What to work on
Each line from the beginning of the entries below through the line that includes "use std::fmt;" must be returned exactly as given.
** Opening Records shown block **
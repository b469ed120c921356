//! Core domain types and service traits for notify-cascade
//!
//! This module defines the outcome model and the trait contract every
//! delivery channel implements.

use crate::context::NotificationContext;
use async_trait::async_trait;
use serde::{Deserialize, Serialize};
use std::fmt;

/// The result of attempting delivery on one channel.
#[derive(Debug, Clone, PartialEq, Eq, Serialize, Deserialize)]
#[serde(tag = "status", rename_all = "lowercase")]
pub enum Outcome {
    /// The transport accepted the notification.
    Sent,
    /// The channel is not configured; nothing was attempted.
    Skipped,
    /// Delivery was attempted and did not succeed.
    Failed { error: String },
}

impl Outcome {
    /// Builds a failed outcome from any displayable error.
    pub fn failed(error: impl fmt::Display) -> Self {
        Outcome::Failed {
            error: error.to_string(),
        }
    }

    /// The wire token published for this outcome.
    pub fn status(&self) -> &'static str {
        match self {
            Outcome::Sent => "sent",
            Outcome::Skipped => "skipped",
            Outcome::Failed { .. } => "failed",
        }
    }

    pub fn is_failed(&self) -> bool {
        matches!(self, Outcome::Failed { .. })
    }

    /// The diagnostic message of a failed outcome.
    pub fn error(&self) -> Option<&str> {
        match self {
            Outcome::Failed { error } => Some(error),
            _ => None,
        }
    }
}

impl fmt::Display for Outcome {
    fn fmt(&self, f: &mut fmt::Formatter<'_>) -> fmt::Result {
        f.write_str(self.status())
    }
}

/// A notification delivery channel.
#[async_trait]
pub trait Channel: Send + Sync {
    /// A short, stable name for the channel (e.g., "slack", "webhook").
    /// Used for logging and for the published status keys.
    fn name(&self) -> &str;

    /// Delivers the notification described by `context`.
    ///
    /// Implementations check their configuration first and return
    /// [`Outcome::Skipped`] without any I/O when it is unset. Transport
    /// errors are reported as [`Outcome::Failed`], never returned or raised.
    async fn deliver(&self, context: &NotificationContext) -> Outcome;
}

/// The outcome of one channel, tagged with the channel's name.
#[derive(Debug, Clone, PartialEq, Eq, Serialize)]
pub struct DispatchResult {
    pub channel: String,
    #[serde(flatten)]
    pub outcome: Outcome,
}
** Closing Records shown block **
Finished exercise
repository b469ed120c921356
//! Core domain types and service traits for notify-cascade
//!
//! This module defines the outcome model and the trait contract every
//! delivery channel implements.

use crate::context::NotificationContext;
use async_trait::async_trait;
use serde::{Deserialize, Serialize};
use std::fmt;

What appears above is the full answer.